Em Os brutos também amam, diz-se que o diretor George Stevens utilizou a técnica de filmar com a câmera na altura dos olhos de um menino de 10 anos e, com isso, nos deu a inquietante perspectiva de assistir à história, ver e entender seus personagens e cenários com a visão e a simplicidade de uma criança. Não sei o mistério da técnica usada por Fernando Meirelles, mas ele nos fez assistir a dois homens de físico mediano como se fossem gigantes, maiores do que os palácios onde conversam, na deslumbrante e monumental paisagem do Vaticano. Gigantes e do mesmo tamanho, independentemente da simpatia que o espectador tenha por um ou por outro.
Sabemos, entretanto, que ele fez grandes personagens pelo diálogo, postura e valor moral de cada um deles. A genialidade do diretor está em dar veracidade a uma obra que ele cataloga como ficção para representar uma determinada realidade. É isso que faz um grande escritor, pintor ou um cineasta como Meirelles. Nas suas mãos, a ficção vira um filme realista e belo. Os diálogos passam veracidade, porque são produto da matéria-prima dentro de cada personagem, misturando moral e lucidez, ética e inteligência, seus sonhos, angústias, frustrações.
Do primeiro ao último encontro entre Bento XVI e Francisco I, este ainda cardeal Bergoglio, percebe-se duas mentes brilhantes e diferentes, como em uma luta de esgrima no palco da história que espera ansiosa pelo resultado e as consequências do argumento que sairá vitorioso. Em Shane, vemos com olhos de um menino os tiros e murros entre lutadores de um lado ou de outro da história. Em Dois Papas, também nos sentimos crianças diante de dois lutaidores gigantes com argumentos ideológicos, políticos, sociais e teológicos. Além de que eles se enfrentam com mútuo respeito e na busca de um entendimento, não de uma vitória, pelo bem da Igreja neste momento difícil, devido à curva da história e aos erros de alguns de seus líderes. Eles pensam diferentemente, mas têm o mesmo entendimento da tormenta do presente, cada um propondo uma forma alternativa de atravessar as dificuldades de hoje em direção ao amanhã.
Quando escutamos um hino, reunimos o sagrado com nossa vida. O filme Dois Papas nos passa isso. Eles nos representam com nossos credos e nossas visões de mundo. Na cena do tango dançado na despedida entre os dois, ou quando se reencontram para assistir ao jogo da Alemanha contra Argentina, o sublime e o sagrado se reúnem ao mundano e terrestre, formando o humano.
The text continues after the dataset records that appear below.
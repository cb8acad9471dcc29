//! Password hashing module
//!
//! Secure password hashing and verification using Argon2id.
//!
//! - Uses the Argon2id variant with the argon2 crate's default parameters
//! - Generates a random salt for each password hash
//! - Hashes are stored as PHC strings

use anyhow::{Context, Result};
use argon2::{
    password_hash::{rand_core::OsRng, PasswordHash, PasswordHasher, PasswordVerifier, SaltString},
    Argon2,
};

/// Hash a password using Argon2id with secure defaults.
///
/// Returns the password hash as a PHC string (includes algorithm,
/// parameters, salt, and hash).
pub fn hash_password(password: &str) -> Result<String> {
    let salt = SaltString::generate(&mut OsRng);
    let argon2 = Argon2::default();

    let password_hash = argon2
        .hash_password(password.as_bytes(), &salt)
        .map_err(|e| anyhow::anyhow!("Failed to hash password: {}", e))
        .context("Password hashing failed")?;

    Ok(password_hash.to_string())
}

/// Verify a password against a stored hash.
///
/// Returns `true` if the password matches the hash, `false` otherwise.
///
/// # Errors
///
/// Returns an error if the hash format is invalid.
pub fn verify_password(password: &str, hash: &str) -> Result<bool> {
    let parsed_hash = PasswordHash::new(hash)
        .map_err(|e| anyhow::anyhow!("Invalid password hash format: {}", e))
        .context("Failed to parse password hash")?;

    let argon2 = Argon2::default();

    match argon2.verify_password(password.as_bytes(), &parsed_hash) {
        Ok(()) => Ok(true),
        Err(argon2::password_hash::Error::Password) => Ok(false),
        Err(e) => Err(anyhow::anyhow!("Password verification failed: {}", e))
            .context("Password verification error"),
    }
}

#[cfg(test)]
mod tests {
    use super::*;

    #[test]
    fn test_hash_password_produces_argon2id_hash() {
        let hash = hash_password("test_password_123").expect("Failed to hash password");
        assert!(hash.starts_with("$argon2id$"), "Hash should use Argon2id");
    }

    #[test]
    fn test_hash_password_produces_different_hashes() {
        let password = "same_password";
        let hash1 = hash_password(password).expect("Failed to hash password");
        let hash2 = hash_password(password).expect("Failed to hash password");

        // Different salts should produce different hashes
        assert_ne!(hash1, hash2);
    }

    #[test]
    fn test_verify_password_correct() {
        let password = "correct_password";
        let hash = hash_password(password).expect("Failed to hash password");

        let result = verify_password(password, &hash).expect("Verification should not error");
        assert!(result, "Correct password should verify successfully");
    }

    #[test]
    fn test_verify_password_incorrect() {
        let hash = hash_password("correct_password").expect("Failed to hash password");

        let result =
            verify_password("wrong_password", &hash).expect("Verification should not error");
        assert!(!result, "Wrong password should not verify");
    }

    #[test]
    fn test_verify_password_invalid_hash() {
        let result = verify_password("password", "invalid_hash_format");
        assert!(result.is_err(), "Invalid hash format should return error");
    }

    #[test]
    fn test_hash_password_unicode() {
        let password = "пароль🔐";
        let hash = hash_password(password).expect("Failed to hash unicode password");

        let result = verify_password(password, &hash).expect("Verification should not error");
        assert!(result, "Unicode password should verify successfully");
    }

    #[test]
    fn test_password_hash_not_equal_to_password() {
        let password = "my_secret_password";
        let hash = hash_password(password).expect("Failed to hash password");

        assert_ne!(password, hash);
        assert!(!hash.contains(password));
    }
}
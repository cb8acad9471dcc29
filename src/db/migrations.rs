//! Database migrations module
//!
//! Code-based database migrations for vestnik. All migrations are
//! embedded directly in Rust code as SQL strings, supporting both
//! SQLite and MySQL databases for single-binary deployment.
//!
//! Each migration is defined as a `Migration` struct containing:
//! - `version`: Unique version number for ordering
//! - `name`: Human-readable migration name
//! - `up_sqlite`: SQL for SQLite database
//! - `up_mysql`: SQL for MySQL database

use anyhow::{Context, Result};
use chrono::{DateTime, Utc};
use sqlx::{MySqlPool, Row, SqlitePool};

use super::DynDatabasePool;
use crate::config::DatabaseDriver;

/// A database migration with SQL for both SQLite and MySQL
#[derive(Debug, Clone)]
pub struct Migration {
    /// Migration version number (must be unique and sequential)
    pub version: i32,
    /// Human-readable migration name
    pub name: &'static str,
    /// SQL statements for SQLite
    pub up_sqlite: &'static str,
    /// SQL statements for MySQL
    pub up_mysql: &'static str,
}

/// Migration record stored in the database
#[derive(Debug, Clone)]
pub struct MigrationRecord {
    pub version: i64,
    pub name: String,
    pub applied_at: DateTime<Utc>,
}

/// All migrations for vestnik, embedded in the binary.
pub const MIGRATIONS: &[Migration] = &[
    Migration {
        version: 1,
        name: "create_users",
        up_sqlite: r#"
            CREATE TABLE IF NOT EXISTS users (
                id INTEGER PRIMARY KEY AUTOINCREMENT,
                username VARCHAR(150) NOT NULL UNIQUE,
                password_hash VARCHAR(255) NOT NULL,
                created_at TIMESTAMP NOT NULL DEFAULT CURRENT_TIMESTAMP,
                updated_at TIMESTAMP NOT NULL DEFAULT CURRENT_TIMESTAMP
            );
            CREATE INDEX IF NOT EXISTS idx_users_username ON users(username);
        "#,
        up_mysql: r#"
            CREATE TABLE IF NOT EXISTS users (
                id BIGINT PRIMARY KEY AUTO_INCREMENT,
                username VARCHAR(150) NOT NULL UNIQUE,
                password_hash VARCHAR(255) NOT NULL,
                created_at TIMESTAMP NOT NULL DEFAULT CURRENT_TIMESTAMP,
                updated_at TIMESTAMP NOT NULL DEFAULT CURRENT_TIMESTAMP ON UPDATE CURRENT_TIMESTAMP
            );
            CREATE INDEX idx_users_username ON users(username);
        "#,
    },
    Migration {
        version: 2,
        name: "create_sessions",
        up_sqlite: r#"
            CREATE TABLE IF NOT EXISTS sessions (
                id VARCHAR(64) PRIMARY KEY,
                user_id INTEGER NOT NULL,
                expires_at TIMESTAMP NOT NULL,
                created_at TIMESTAMP NOT NULL DEFAULT CURRENT_TIMESTAMP,
                FOREIGN KEY (user_id) REFERENCES users(id) ON DELETE CASCADE
            );
            CREATE INDEX IF NOT EXISTS idx_sessions_user_id ON sessions(user_id);
            CREATE INDEX IF NOT EXISTS idx_sessions_expires_at ON sessions(expires_at);
        "#,
        up_mysql: r#"
            CREATE TABLE IF NOT EXISTS sessions (
                id VARCHAR(64) PRIMARY KEY,
                user_id BIGINT NOT NULL,
                expires_at TIMESTAMP NOT NULL,
                created_at TIMESTAMP NOT NULL DEFAULT CURRENT_TIMESTAMP,
                FOREIGN KEY (user_id) REFERENCES users(id) ON DELETE CASCADE
            );
            CREATE INDEX idx_sessions_user_id ON sessions(user_id);
            CREATE INDEX idx_sessions_expires_at ON sessions(expires_at);
        "#,
    },
    Migration {
        version: 3,
        name: "create_news",
        up_sqlite: r#"
            CREATE TABLE IF NOT EXISTS news (
                id INTEGER PRIMARY KEY AUTOINCREMENT,
                title VARCHAR(255) NOT NULL,
                text TEXT NOT NULL,
                date TIMESTAMP NOT NULL DEFAULT CURRENT_TIMESTAMP
            );
            CREATE INDEX IF NOT EXISTS idx_news_date ON news(date);
        "#,
        up_mysql: r#"
            CREATE TABLE IF NOT EXISTS news (
                id BIGINT PRIMARY KEY AUTO_INCREMENT,
                title VARCHAR(255) NOT NULL,
                text TEXT NOT NULL,
                date TIMESTAMP NOT NULL DEFAULT CURRENT_TIMESTAMP
            );
            CREATE INDEX idx_news_date ON news(date);
        "#,
    },
    Migration {
        version: 4,
        name: "create_comments",
        up_sqlite: r#"
            CREATE TABLE IF NOT EXISTS comments (
                id INTEGER PRIMARY KEY AUTOINCREMENT,
                news_id INTEGER NOT NULL,
                author_id INTEGER NOT NULL,
                text TEXT NOT NULL,
                created TIMESTAMP NOT NULL DEFAULT CURRENT_TIMESTAMP,
                FOREIGN KEY (news_id) REFERENCES news(id) ON DELETE CASCADE,
                FOREIGN KEY (author_id) REFERENCES users(id) ON DELETE CASCADE
            );
            CREATE INDEX IF NOT EXISTS idx_comments_news_id ON comments(news_id);
            CREATE INDEX IF NOT EXISTS idx_comments_author_id ON comments(author_id);
            CREATE INDEX IF NOT EXISTS idx_comments_created ON comments(created);
        "#,
        up_mysql: r#"
            CREATE TABLE IF NOT EXISTS comments (
                id BIGINT PRIMARY KEY AUTO_INCREMENT,
                news_id BIGINT NOT NULL,
                author_id BIGINT NOT NULL,
                text TEXT NOT NULL,
                created TIMESTAMP NOT NULL DEFAULT CURRENT_TIMESTAMP,
                FOREIGN KEY (news_id) REFERENCES news(id) ON DELETE CASCADE,
                FOREIGN KEY (author_id) REFERENCES users(id) ON DELETE CASCADE
            );
            CREATE INDEX idx_comments_news_id ON comments(news_id);
            CREATE INDEX idx_comments_author_id ON comments(author_id);
            CREATE INDEX idx_comments_created ON comments(created);
        "#,
    },
];

/// Run all pending migrations
///
/// Creates the tracking table if needed, checks which migrations have
/// already been applied, and runs any pending ones in order.
///
/// # Returns
///
/// Number of migrations applied
pub async fn run_migrations(pool: &DynDatabasePool) -> Result<usize> {
    create_migrations_table(pool).await?;

    let applied = get_applied_migrations(pool).await?;
    let applied_versions: Vec<i32> = applied.iter().map(|m| m.version as i32).collect();

    let mut count = 0;

    for migration in MIGRATIONS {
        if !applied_versions.contains(&migration.version) {
            tracing::info!(
                "Applying migration {}: {}",
                migration.version,
                migration.name
            );
            apply_migration(pool, migration)
                .await
                .with_context(|| format!("Failed to apply migration: {}", migration.name))?;
            count += 1;
        }
    }

    if count > 0 {
        tracing::info!("Applied {} migration(s)", count);
    } else {
        tracing::debug!("No pending migrations");
    }

    Ok(count)
}

/// Create the migrations tracking table if it doesn't exist
async fn create_migrations_table(pool: &DynDatabasePool) -> Result<()> {
    let sql = match pool.driver() {
        DatabaseDriver::Sqlite => {
            r#"
            CREATE TABLE IF NOT EXISTS _migrations (
                version INTEGER PRIMARY KEY,
                name VARCHAR(255) NOT NULL UNIQUE,
                applied_at TIMESTAMP NOT NULL DEFAULT CURRENT_TIMESTAMP
            )
            "#
        }
        DatabaseDriver::Mysql => {
            r#"
            CREATE TABLE IF NOT EXISTS _migrations (
                version INT PRIMARY KEY,
                name VARCHAR(255) NOT NULL UNIQUE,
                applied_at TIMESTAMP NOT NULL DEFAULT CURRENT_TIMESTAMP
            )
            "#
        }
    };

    pool.execute(sql).await?;
    Ok(())
}

/// Get list of already applied migrations
async fn get_applied_migrations(pool: &DynDatabasePool) -> Result<Vec<MigrationRecord>> {
    match pool.driver() {
        DatabaseDriver::Sqlite => get_applied_migrations_sqlite(pool.as_sqlite().unwrap()).await,
        DatabaseDriver::Mysql => get_applied_migrations_mysql(pool.as_mysql().unwrap()).await,
    }
}

async fn get_applied_migrations_sqlite(pool: &SqlitePool) -> Result<Vec<MigrationRecord>> {
    let rows = sqlx::query("SELECT version, name, applied_at FROM _migrations ORDER BY version")
        .fetch_all(pool)
        .await?;

    let mut records = Vec::new();
    for row in rows {
        records.push(MigrationRecord {
            version: row.get("version"),
            name: row.get("name"),
            applied_at: row.get("applied_at"),
        });
    }

    Ok(records)
}

async fn get_applied_migrations_mysql(pool: &MySqlPool) -> Result<Vec<MigrationRecord>> {
    let rows = sqlx::query("SELECT version, name, applied_at FROM _migrations ORDER BY version")
        .fetch_all(pool)
        .await?;

    let mut records = Vec::new();
    for row in rows {
        records.push(MigrationRecord {
            version: row.get("version"),
            name: row.get("name"),
            applied_at: row.get("applied_at"),
        });
    }

    Ok(records)
}

/// Apply a single migration
async fn apply_migration(pool: &DynDatabasePool, migration: &Migration) -> Result<()> {
    match pool.driver() {
        DatabaseDriver::Sqlite => apply_migration_sqlite(pool.as_sqlite().unwrap(), migration).await,
        DatabaseDriver::Mysql => apply_migration_mysql(pool.as_mysql().unwrap(), migration).await,
    }
}

async fn apply_migration_sqlite(pool: &SqlitePool, migration: &Migration) -> Result<()> {
    for statement in split_sql_statements(migration.up_sqlite) {
        sqlx::query(statement)
            .execute(pool)
            .await
            .with_context(|| format!("Failed to execute: {}", truncate_sql(statement)))?;
    }

    sqlx::query("INSERT INTO _migrations (version, name) VALUES (?, ?)")
        .bind(migration.version)
        .bind(migration.name)
        .execute(pool)
        .await?;

    Ok(())
}

async fn apply_migration_mysql(pool: &MySqlPool, migration: &Migration) -> Result<()> {
    for statement in split_sql_statements(migration.up_mysql) {
        sqlx::query(statement)
            .execute(pool)
            .await
            .with_context(|| format!("Failed to execute: {}", truncate_sql(statement)))?;
    }

    sqlx::query("INSERT INTO _migrations (version, name) VALUES (?, ?)")
        .bind(migration.version)
        .bind(migration.name)
        .execute(pool)
        .await?;

    Ok(())
}

/// Truncate SQL for error messages
fn truncate_sql(sql: &str) -> String {
    if sql.len() > 100 {
        format!("{}...", &sql[..100])
    } else {
        sql.to_string()
    }
}

/// Split a migration script into individual statements
fn split_sql_statements(sql: &str) -> Vec<&str> {
    sql.split(';')
        .map(str::trim)
        .filter(|stmt| !stmt.is_empty())
        .collect()
}
//! User service
//!
//! Implements business logic for accounts and authentication:
//! - Operator/fixture user creation (no public signup)
//! - Login/logout with server-side sessions
//! - Session validation with lazy expiry cleanup

use crate::db::repositories::{SessionRepository, UserRepository};
use crate::models::{Session, User};
use crate::services::password::{hash_password, verify_password};
use anyhow::{Context, Result};
use chrono::{Duration, Utc};
use std::sync::Arc;
use uuid::Uuid;

/// Default session expiration time in days
const DEFAULT_SESSION_EXPIRATION_DAYS: i64 = 7;

/// Error types for user service operations
#[derive(Debug, thiserror::Error)]
pub enum UserServiceError {
    /// Authentication failed (invalid credentials)
    #[error("Authentication failed: {0}")]
    AuthenticationError(String),

    /// Validation error (invalid input)
    #[error("Validation error: {0}")]
    ValidationError(String),

    /// User already exists
    #[error("User already exists: {0}")]
    UserExists(String),

    /// Internal error
    #[error("Internal error: {0}")]
    InternalError(#[from] anyhow::Error),
}

/// Login credentials
#[derive(Debug, Clone)]
pub struct LoginInput {
    pub username: String,
    pub password: String,
}

impl LoginInput {
    pub fn new(username: impl Into<String>, password: impl Into<String>) -> Self {
        Self {
            username: username.into(),
            password: password.into(),
        }
    }
}

/// User service for managing accounts and authentication
pub struct UserService {
    user_repo: Arc<dyn UserRepository>,
    session_repo: Arc<dyn SessionRepository>,
    session_expiration_days: i64,
}

impl UserService {
    /// Create a new user service with the given repositories
    pub fn new(
        user_repo: Arc<dyn UserRepository>,
        session_repo: Arc<dyn SessionRepository>,
    ) -> Self {
        Self {
            user_repo,
            session_repo,
            session_expiration_days: DEFAULT_SESSION_EXPIRATION_DAYS,
        }
    }

    /// Create a new user service with custom session expiration
    pub fn with_session_expiration(
        user_repo: Arc<dyn UserRepository>,
        session_repo: Arc<dyn SessionRepository>,
        session_expiration_days: i64,
    ) -> Self {
        Self {
            user_repo,
            session_repo,
            session_expiration_days,
        }
    }

    /// Create a user account
    ///
    /// # Errors
    ///
    /// - `ValidationError` if username or password is empty
    /// - `UserExists` if the username is already taken
    /// - `InternalError` for database errors
    pub async fn create_user(
        &self,
        username: &str,
        password: &str,
    ) -> Result<User, UserServiceError> {
        let username = username.trim();
        if username.is_empty() {
            return Err(UserServiceError::ValidationError(
                "Username cannot be empty".to_string(),
            ));
        }
        if password.is_empty() {
            return Err(UserServiceError::ValidationError(
                "Password cannot be empty".to_string(),
            ));
        }

        if self
            .user_repo
            .get_by_username(username)
            .await
            .context("Failed to check username")?
            .is_some()
        {
            return Err(UserServiceError::UserExists(format!(
                "Username '{}' is already taken",
                username
            )));
        }

        let password_hash = hash_password(password).context("Failed to hash password")?;
        let user = self
            .user_repo
            .create(&User::new(username.to_string(), password_hash))
            .await
            .context("Failed to create user")?;

        tracing::info!(user_id = user.id, username = %user.username, "User created");
        Ok(user)
    }

    /// Log a user in, creating a server-side session
    ///
    /// # Errors
    ///
    /// - `AuthenticationError` on unknown username or wrong password
    /// - `InternalError` for database errors
    pub async fn login(&self, input: LoginInput) -> Result<Session, UserServiceError> {
        let user = self
            .user_repo
            .get_by_username(&input.username)
            .await
            .context("Failed to look up user")?
            .ok_or_else(|| {
                UserServiceError::AuthenticationError(
                    "Invalid username or password".to_string(),
                )
            })?;

        let password_valid = verify_password(&input.password, &user.password_hash)
            .context("Failed to verify password")?;

        if !password_valid {
            tracing::debug!(username = %input.username, "Login rejected: invalid password");
            return Err(UserServiceError::AuthenticationError(
                "Invalid username or password".to_string(),
            ));
        }

        let session = self.create_session(user.id).await?;
        Ok(session)
    }

    /// Logout (invalidate session)
    pub async fn logout(&self, session_id: &str) -> Result<(), UserServiceError> {
        self.session_repo
            .delete(session_id)
            .await
            .context("Failed to delete session")?;

        Ok(())
    }

    /// Validate a session token and return the associated user
    ///
    /// Returns `None` if the session doesn't exist or is expired.
    /// Expired sessions are deleted on sight.
    pub async fn validate_session(&self, token: &str) -> Result<Option<User>, UserServiceError> {
        let session = match self
            .session_repo
            .get_by_id(token)
            .await
            .context("Failed to get session")?
        {
            Some(s) => s,
            None => return Ok(None),
        };

        if session.is_expired() {
            let _ = self.session_repo.delete(token).await;
            return Ok(None);
        }

        let user = self
            .user_repo
            .get_by_id(session.user_id)
            .await
            .context("Failed to get user")?;

        Ok(user)
    }

    /// Get user by username
    pub async fn get_by_username(
        &self,
        username: &str,
    ) -> Result<Option<User>, UserServiceError> {
        let user = self
            .user_repo
            .get_by_username(username)
            .await
            .context("Failed to get user by username")?;

        Ok(user)
    }

    /// Delete all expired sessions
    pub async fn cleanup_expired_sessions(&self) -> Result<i64, UserServiceError> {
        let deleted = self
            .session_repo
            .delete_expired()
            .await
            .context("Failed to delete expired sessions")?;

        Ok(deleted)
    }

    async fn create_session(&self, user_id: i64) -> Result<Session, UserServiceError> {
        let now = Utc::now();
        let session = Session {
            id: Uuid::new_v4().to_string(),
            user_id,
            expires_at: now + Duration::days(self.session_expiration_days),
            created_at: now,
        };

        let session = self
            .session_repo
            .create(&session)
            .await
            .context("Failed to create session")?;

        Ok(session)
    }
}

#[cfg(test)]
mod tests {
    use super::*;
    use crate::db::repositories::{SqlxSessionRepository, SqlxUserRepository};
    use crate::db::{create_test_pool, migrations};

    async fn setup_service() -> UserService {
        let pool = create_test_pool().await.expect("Failed to create test pool");
        migrations::run_migrations(&pool)
            .await
            .expect("Failed to run migrations");
        UserService::new(
            SqlxUserRepository::boxed(pool.clone()),
            SqlxSessionRepository::boxed(pool),
        )
    }

    #[tokio::test]
    async fn test_create_user_and_login() {
        let service = setup_service().await;

        let user = service
            .create_user("Автор", "secret123")
            .await
            .expect("Failed to create user");
        assert!(user.id > 0);

        let session = service
            .login(LoginInput::new("Автор", "secret123"))
            .await
            .expect("Login should succeed");
        assert_eq!(session.user_id, user.id);
        assert!(!session.is_expired());
    }

    #[tokio::test]
    async fn test_create_user_rejects_empty_input() {
        let service = setup_service().await;

        assert!(matches!(
            service.create_user("", "secret").await,
            Err(UserServiceError::ValidationError(_))
        ));
        assert!(matches!(
            service.create_user("name", "").await,
            Err(UserServiceError::ValidationError(_))
        ));
    }

    #[tokio::test]
    async fn test_create_user_rejects_duplicates() {
        let service = setup_service().await;

        service
            .create_user("reader", "secret")
            .await
            .expect("First create should work");
        assert!(matches!(
            service.create_user("reader", "other").await,
            Err(UserServiceError::UserExists(_))
        ));
    }

    #[tokio::test]
    async fn test_login_with_wrong_credentials() {
        let service = setup_service().await;
        service
            .create_user("reader", "secret")
            .await
            .expect("create");

        assert!(matches!(
            service.login(LoginInput::new("reader", "wrong")).await,
            Err(UserServiceError::AuthenticationError(_))
        ));
        assert!(matches!(
            service.login(LoginInput::new("nobody", "secret")).await,
            Err(UserServiceError::AuthenticationError(_))
        ));
    }

    #[tokio::test]
    async fn test_validate_session() {
        let service = setup_service().await;
        let user = service
            .create_user("reader", "secret")
            .await
            .expect("create");

        let session = service
            .login(LoginInput::new("reader", "secret"))
            .await
            .expect("login");

        let validated = service
            .validate_session(&session.id)
            .await
            .expect("validate")
            .expect("session should resolve to a user");
        assert_eq!(validated.id, user.id);

        assert!(service
            .validate_session("no-such-token")
            .await
            .expect("validate")
            .is_none());
    }

    #[tokio::test]
    async fn test_logout_invalidates_session() {
        let service = setup_service().await;
        service
            .create_user("reader", "secret")
            .await
            .expect("create");

        let session = service
            .login(LoginInput::new("reader", "secret"))
            .await
            .expect("login");

        service.logout(&session.id).await.expect("logout");

        assert!(service
            .validate_session(&session.id)
            .await
            .expect("validate")
            .is_none());
    }

    #[tokio::test]
    async fn test_expired_session_is_treated_as_anonymous() {
        let pool = create_test_pool().await.expect("pool");
        migrations::run_migrations(&pool).await.expect("migrations");
        // Sessions expire immediately with a non-positive lifetime.
        let service = UserService::with_session_expiration(
            SqlxUserRepository::boxed(pool.clone()),
            SqlxSessionRepository::boxed(pool),
            -1,
        );

        service
            .create_user("reader", "secret")
            .await
            .expect("create");
        let session = service
            .login(LoginInput::new("reader", "secret"))
            .await
            .expect("login");

        assert!(service
            .validate_session(&session.id)
            .await
            .expect("validate")
            .is_none());
    }
}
O filme os mostra como gigantes e humanos com pecados, dúvidas, erros, remorsos.
Dois Papas, como os hinos, nos deixa com desejo de querer mais tempo de filme e de querer mais líderes como eles: que dialoguem entre si, exatamente por discordarem, por entenderem diferentemente o presente e sonharem diferentemente o futuro; e que sejam capazes de mea-culpa e autocrítica como eles fazem de seus passados.
Um dos momentos mais dramáticos do filme e mais geniais do hino é a cena em que Bento XVI se confessa ao padre Bergoglio sem que o som de sua voz seja escutado. Sabemos que ele está expiando o pecado de assistir aos erros na Igreja, e sua omissão em alguns momentos desses erros. Os flashbacks na vida de Bergoglio mostram o quase desespero de possíveis equívocos durante o regime militar argentino, mesmo com boa intenção.
Pena que nossos políticos não fazem essa expiação pelos pecados da corrupção nas prioridades e no comportamento, a pedofobia de negar escola, saúde, alegria a nossas crianças. Ainda não fizemos nossas autocríticas, confissões nem aceitamos o diálogo com quem divergimos: não temos gigantes na política brasileira dessas últimas décadas. E sem eles nenhum cineasta gigante consegue fazer o nosso filme hino da política.